### TO DO:
Among the records that follow, set down only the lines from the one containing "if let Some(parent) = config_path.parent()" to the one containing "# Location: ~/.config/clipkeep/config.toml", both included, exactly.

### SUPPLIED RECORDS:
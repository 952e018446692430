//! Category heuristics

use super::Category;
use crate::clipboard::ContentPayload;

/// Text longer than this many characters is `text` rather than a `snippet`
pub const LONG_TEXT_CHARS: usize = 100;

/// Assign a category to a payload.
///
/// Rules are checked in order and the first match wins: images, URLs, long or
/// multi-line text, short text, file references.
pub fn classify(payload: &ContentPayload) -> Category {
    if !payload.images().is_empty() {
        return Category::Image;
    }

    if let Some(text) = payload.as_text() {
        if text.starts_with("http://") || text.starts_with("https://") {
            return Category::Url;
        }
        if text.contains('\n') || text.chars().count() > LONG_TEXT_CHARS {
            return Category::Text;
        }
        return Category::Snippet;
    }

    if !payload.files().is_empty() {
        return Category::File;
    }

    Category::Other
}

==

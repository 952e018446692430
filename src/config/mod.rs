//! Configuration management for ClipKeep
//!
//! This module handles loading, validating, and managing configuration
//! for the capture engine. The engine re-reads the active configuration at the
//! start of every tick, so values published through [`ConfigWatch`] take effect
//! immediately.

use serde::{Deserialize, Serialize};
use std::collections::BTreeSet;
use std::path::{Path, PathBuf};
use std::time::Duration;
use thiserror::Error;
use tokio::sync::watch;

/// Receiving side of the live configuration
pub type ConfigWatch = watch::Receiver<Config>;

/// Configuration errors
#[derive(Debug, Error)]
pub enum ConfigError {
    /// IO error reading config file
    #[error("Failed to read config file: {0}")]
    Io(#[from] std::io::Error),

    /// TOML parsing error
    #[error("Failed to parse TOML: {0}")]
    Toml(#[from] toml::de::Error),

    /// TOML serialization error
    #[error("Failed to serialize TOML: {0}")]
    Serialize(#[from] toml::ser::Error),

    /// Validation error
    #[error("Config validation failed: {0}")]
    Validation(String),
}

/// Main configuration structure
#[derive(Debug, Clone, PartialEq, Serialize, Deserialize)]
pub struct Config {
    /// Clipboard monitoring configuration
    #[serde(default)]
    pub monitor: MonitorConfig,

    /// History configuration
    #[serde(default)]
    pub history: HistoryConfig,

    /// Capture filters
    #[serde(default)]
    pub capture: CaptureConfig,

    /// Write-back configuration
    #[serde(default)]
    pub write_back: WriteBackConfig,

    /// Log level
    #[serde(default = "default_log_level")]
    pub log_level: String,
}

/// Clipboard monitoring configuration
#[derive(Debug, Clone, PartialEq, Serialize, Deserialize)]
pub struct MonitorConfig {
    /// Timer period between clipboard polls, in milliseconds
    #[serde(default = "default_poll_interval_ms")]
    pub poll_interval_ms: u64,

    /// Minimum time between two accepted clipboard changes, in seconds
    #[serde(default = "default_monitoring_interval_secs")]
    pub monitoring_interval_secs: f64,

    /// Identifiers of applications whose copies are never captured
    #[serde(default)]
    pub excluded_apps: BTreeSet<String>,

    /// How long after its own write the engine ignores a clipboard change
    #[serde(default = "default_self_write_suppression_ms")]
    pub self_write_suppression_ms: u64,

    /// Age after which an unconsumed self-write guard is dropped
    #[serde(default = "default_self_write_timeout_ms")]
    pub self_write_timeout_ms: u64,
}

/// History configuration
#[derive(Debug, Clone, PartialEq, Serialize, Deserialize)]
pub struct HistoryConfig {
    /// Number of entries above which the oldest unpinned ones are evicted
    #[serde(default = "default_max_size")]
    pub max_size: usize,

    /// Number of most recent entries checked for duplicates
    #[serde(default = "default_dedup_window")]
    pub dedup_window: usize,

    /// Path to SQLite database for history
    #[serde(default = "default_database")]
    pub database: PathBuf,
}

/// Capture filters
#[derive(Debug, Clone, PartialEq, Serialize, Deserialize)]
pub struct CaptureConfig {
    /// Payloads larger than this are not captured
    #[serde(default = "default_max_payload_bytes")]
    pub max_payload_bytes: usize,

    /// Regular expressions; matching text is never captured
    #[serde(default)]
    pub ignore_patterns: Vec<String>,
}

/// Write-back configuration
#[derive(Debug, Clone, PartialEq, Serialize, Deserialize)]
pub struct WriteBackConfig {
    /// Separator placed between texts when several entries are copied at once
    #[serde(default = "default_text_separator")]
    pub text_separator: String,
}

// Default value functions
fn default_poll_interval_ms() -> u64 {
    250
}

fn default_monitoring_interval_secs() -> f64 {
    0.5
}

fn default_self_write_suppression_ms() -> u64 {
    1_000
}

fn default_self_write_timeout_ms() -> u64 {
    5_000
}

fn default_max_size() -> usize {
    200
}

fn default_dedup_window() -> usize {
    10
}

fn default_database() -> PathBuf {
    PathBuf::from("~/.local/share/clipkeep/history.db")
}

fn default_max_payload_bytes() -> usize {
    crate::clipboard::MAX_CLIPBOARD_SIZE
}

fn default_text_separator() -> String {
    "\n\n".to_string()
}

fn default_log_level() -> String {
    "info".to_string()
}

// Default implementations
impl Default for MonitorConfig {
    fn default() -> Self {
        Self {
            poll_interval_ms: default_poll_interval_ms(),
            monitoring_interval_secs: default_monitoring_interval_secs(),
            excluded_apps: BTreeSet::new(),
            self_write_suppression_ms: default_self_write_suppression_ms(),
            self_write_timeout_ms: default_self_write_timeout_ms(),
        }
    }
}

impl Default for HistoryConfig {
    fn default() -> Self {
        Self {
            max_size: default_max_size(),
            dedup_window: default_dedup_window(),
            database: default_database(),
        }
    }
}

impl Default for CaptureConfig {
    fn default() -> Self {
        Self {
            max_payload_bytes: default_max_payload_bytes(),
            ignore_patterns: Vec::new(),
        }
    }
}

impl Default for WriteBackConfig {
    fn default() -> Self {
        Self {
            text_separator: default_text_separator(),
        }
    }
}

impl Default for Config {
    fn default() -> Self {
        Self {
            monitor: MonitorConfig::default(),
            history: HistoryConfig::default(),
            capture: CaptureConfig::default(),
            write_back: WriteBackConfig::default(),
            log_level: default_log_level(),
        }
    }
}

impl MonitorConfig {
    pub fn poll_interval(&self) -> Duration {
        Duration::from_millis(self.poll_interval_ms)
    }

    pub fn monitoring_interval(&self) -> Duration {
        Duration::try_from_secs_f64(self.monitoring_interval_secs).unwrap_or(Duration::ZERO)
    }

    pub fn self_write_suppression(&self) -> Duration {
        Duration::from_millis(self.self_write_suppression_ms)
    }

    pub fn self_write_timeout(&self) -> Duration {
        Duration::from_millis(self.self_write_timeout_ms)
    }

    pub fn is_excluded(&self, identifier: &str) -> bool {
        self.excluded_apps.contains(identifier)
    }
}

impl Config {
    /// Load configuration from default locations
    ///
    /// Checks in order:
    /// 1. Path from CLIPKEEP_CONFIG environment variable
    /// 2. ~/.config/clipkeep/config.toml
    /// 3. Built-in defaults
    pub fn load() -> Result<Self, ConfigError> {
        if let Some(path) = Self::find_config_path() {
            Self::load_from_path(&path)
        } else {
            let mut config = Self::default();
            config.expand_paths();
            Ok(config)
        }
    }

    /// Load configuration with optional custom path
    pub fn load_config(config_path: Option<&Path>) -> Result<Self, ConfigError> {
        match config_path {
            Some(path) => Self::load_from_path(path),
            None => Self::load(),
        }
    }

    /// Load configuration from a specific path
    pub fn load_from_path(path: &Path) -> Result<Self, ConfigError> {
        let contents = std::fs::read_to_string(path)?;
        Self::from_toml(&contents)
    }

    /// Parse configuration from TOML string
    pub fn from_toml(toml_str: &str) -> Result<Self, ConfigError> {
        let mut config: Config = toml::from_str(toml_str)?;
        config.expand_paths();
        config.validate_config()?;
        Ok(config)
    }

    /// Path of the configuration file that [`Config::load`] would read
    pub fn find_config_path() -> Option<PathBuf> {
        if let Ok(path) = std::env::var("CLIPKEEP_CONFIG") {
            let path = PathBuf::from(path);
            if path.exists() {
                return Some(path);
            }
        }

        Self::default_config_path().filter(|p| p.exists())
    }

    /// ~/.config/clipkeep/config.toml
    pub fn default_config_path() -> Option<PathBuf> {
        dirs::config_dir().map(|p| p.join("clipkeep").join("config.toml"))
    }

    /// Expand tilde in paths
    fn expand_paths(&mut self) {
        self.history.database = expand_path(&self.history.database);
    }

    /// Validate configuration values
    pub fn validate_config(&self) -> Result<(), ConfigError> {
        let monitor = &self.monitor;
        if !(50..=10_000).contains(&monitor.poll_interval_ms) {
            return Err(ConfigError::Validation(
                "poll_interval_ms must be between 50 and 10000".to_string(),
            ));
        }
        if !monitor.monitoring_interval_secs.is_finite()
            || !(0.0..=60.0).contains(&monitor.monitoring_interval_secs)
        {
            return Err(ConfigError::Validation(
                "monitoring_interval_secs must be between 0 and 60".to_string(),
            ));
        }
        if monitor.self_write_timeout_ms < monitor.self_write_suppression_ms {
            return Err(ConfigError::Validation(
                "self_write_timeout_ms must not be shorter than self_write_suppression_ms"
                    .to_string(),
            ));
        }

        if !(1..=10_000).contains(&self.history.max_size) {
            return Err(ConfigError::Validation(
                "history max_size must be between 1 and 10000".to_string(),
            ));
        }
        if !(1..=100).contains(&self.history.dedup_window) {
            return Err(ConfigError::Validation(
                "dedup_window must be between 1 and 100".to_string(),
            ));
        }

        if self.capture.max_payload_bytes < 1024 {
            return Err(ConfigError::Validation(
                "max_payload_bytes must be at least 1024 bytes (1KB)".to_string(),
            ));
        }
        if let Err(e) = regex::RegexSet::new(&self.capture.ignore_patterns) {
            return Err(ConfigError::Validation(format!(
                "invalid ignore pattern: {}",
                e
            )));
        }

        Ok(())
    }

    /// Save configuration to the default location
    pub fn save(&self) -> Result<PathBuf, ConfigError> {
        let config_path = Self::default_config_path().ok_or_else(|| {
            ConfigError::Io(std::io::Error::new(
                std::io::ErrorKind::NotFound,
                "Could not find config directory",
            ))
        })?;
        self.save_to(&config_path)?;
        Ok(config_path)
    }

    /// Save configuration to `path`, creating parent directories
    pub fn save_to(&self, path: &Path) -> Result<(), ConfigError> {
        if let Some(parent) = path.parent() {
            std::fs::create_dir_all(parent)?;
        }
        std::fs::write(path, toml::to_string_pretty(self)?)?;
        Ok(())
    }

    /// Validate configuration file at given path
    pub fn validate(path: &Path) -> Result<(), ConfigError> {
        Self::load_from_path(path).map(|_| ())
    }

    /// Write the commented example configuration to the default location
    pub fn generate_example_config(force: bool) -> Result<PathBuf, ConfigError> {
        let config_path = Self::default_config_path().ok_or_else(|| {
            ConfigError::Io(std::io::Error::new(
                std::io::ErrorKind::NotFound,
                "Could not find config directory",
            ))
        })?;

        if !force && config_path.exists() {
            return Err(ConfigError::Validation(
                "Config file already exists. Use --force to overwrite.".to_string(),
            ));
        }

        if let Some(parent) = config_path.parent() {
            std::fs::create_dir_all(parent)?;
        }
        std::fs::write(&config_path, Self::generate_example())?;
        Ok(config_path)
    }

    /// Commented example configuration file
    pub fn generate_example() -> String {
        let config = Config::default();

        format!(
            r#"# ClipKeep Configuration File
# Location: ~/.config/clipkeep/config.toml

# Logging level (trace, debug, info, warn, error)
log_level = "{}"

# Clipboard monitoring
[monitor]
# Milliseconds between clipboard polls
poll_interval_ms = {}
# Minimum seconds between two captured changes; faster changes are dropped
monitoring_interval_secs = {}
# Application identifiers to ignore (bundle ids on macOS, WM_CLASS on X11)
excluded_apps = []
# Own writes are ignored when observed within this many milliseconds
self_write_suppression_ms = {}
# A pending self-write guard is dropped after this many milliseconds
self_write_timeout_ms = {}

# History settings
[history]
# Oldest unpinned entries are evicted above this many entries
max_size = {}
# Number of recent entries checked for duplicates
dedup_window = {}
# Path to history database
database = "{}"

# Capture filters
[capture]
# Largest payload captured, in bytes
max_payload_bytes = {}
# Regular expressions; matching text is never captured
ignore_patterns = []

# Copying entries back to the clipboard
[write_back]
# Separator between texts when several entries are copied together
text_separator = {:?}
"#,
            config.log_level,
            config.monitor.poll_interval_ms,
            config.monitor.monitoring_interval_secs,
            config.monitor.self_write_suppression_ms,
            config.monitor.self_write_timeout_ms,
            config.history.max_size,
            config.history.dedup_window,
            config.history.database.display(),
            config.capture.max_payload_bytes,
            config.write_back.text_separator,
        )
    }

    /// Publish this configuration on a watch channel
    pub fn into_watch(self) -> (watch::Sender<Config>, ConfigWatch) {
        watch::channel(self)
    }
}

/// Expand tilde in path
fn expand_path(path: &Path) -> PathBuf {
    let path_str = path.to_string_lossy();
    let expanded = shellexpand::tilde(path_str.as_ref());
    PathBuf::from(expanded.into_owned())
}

...

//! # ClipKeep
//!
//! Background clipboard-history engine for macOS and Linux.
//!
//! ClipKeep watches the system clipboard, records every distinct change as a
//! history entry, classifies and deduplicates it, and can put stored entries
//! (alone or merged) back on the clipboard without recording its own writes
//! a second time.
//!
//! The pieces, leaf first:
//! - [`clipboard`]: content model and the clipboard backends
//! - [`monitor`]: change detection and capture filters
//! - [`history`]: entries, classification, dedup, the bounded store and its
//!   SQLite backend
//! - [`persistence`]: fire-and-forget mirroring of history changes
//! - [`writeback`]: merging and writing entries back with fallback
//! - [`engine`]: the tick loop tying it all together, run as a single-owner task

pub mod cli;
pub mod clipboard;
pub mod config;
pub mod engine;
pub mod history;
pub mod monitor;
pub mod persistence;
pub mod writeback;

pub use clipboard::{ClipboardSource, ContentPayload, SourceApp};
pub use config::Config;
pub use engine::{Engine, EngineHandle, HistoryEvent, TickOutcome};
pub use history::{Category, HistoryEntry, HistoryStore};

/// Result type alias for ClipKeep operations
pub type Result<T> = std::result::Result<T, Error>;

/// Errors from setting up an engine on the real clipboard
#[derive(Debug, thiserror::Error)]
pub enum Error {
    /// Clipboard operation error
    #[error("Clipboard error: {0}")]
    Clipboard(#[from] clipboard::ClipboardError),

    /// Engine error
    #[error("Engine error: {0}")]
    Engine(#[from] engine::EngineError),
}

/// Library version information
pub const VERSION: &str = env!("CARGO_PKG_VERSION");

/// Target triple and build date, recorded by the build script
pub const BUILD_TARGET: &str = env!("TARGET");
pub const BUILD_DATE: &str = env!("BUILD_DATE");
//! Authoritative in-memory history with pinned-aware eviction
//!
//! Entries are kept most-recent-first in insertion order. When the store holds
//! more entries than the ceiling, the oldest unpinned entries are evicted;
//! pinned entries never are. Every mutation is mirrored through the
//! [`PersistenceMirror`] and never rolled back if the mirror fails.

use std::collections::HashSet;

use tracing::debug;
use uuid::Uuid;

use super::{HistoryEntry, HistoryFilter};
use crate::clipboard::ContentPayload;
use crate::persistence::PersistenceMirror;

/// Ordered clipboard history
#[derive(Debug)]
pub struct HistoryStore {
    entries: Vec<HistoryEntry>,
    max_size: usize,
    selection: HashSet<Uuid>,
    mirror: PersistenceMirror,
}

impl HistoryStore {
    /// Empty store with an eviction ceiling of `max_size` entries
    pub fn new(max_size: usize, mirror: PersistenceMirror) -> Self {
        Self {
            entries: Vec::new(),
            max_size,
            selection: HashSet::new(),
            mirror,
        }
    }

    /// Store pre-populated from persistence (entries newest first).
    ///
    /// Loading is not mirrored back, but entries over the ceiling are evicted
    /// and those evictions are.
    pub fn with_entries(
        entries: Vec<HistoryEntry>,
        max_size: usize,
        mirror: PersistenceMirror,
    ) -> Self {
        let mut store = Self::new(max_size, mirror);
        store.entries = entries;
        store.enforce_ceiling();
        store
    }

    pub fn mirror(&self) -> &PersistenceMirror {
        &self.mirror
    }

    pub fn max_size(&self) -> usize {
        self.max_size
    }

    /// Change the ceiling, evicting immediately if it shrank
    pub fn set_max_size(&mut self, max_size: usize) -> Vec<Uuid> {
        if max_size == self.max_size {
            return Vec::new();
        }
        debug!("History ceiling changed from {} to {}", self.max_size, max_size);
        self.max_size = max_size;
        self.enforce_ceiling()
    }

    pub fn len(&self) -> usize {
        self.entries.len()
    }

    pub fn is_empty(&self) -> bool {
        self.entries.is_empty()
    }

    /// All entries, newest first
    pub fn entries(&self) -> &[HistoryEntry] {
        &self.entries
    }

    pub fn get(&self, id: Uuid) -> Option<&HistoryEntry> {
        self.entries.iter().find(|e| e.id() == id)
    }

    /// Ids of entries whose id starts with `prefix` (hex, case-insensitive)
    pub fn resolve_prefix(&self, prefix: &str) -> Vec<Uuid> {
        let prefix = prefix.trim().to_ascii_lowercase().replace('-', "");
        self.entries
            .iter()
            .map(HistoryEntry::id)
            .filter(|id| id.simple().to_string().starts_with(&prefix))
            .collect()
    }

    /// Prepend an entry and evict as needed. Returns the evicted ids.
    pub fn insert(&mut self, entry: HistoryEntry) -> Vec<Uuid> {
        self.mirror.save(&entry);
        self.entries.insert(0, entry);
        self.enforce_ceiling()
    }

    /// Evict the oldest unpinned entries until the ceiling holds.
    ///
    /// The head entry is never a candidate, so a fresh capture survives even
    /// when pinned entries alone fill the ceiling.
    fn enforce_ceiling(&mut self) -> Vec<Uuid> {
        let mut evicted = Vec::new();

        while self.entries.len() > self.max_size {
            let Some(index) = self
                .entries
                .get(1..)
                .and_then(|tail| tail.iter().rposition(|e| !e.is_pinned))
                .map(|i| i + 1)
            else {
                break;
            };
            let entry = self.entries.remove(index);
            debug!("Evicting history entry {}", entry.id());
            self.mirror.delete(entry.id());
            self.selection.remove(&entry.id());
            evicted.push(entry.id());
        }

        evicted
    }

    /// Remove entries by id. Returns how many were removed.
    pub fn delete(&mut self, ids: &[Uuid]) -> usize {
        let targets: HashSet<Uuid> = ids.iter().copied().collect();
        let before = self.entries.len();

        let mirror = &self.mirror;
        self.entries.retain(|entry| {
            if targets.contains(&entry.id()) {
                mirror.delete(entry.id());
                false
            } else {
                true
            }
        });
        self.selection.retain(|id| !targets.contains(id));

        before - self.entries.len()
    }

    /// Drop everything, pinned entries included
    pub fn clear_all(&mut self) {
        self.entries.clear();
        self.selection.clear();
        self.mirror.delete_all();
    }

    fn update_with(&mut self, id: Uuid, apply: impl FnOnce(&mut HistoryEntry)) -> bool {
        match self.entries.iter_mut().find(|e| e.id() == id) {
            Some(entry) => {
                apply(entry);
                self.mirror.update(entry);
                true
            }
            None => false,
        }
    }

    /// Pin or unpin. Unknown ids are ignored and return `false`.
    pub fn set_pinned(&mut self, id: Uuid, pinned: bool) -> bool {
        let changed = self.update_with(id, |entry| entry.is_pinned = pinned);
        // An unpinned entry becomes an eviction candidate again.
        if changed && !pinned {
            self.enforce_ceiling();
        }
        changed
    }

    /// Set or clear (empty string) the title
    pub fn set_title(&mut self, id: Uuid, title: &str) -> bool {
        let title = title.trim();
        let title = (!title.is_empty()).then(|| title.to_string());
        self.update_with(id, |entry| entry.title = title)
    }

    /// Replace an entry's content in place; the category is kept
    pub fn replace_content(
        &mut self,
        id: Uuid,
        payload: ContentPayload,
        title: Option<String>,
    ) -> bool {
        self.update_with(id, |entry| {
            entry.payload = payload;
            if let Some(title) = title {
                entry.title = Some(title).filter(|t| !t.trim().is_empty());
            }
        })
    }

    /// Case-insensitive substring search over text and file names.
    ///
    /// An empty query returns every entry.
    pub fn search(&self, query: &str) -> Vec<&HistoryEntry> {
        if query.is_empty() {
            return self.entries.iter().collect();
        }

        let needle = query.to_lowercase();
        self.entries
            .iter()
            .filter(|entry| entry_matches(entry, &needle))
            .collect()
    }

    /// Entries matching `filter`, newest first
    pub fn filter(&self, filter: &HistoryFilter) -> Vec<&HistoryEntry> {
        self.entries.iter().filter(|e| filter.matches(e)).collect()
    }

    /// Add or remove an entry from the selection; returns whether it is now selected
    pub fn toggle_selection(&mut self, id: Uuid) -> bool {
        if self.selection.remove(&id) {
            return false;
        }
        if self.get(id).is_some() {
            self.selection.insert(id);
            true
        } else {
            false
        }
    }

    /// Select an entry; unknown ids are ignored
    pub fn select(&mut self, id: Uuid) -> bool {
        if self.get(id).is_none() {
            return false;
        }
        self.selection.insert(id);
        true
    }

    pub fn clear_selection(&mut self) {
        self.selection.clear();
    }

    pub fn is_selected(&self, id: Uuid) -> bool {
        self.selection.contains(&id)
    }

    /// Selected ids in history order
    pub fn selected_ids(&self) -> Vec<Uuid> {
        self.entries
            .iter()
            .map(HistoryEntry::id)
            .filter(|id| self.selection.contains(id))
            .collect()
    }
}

### ANSWER TO THIS PROBLEM:
        if let Some(parent) = config_path.parent() {
            std::fs::create_dir_all(parent)?;
        }
        std::fs::write(&config_path, Self::generate_example())?;
        Ok(config_path)
    }

    /// Commented example configuration file
    pub fn generate_example() -> String {
        let config = Config::default();

        format!(
            r#"# ClipKeep Configuration File
# Location: ~/.config/clipkeep/config.toml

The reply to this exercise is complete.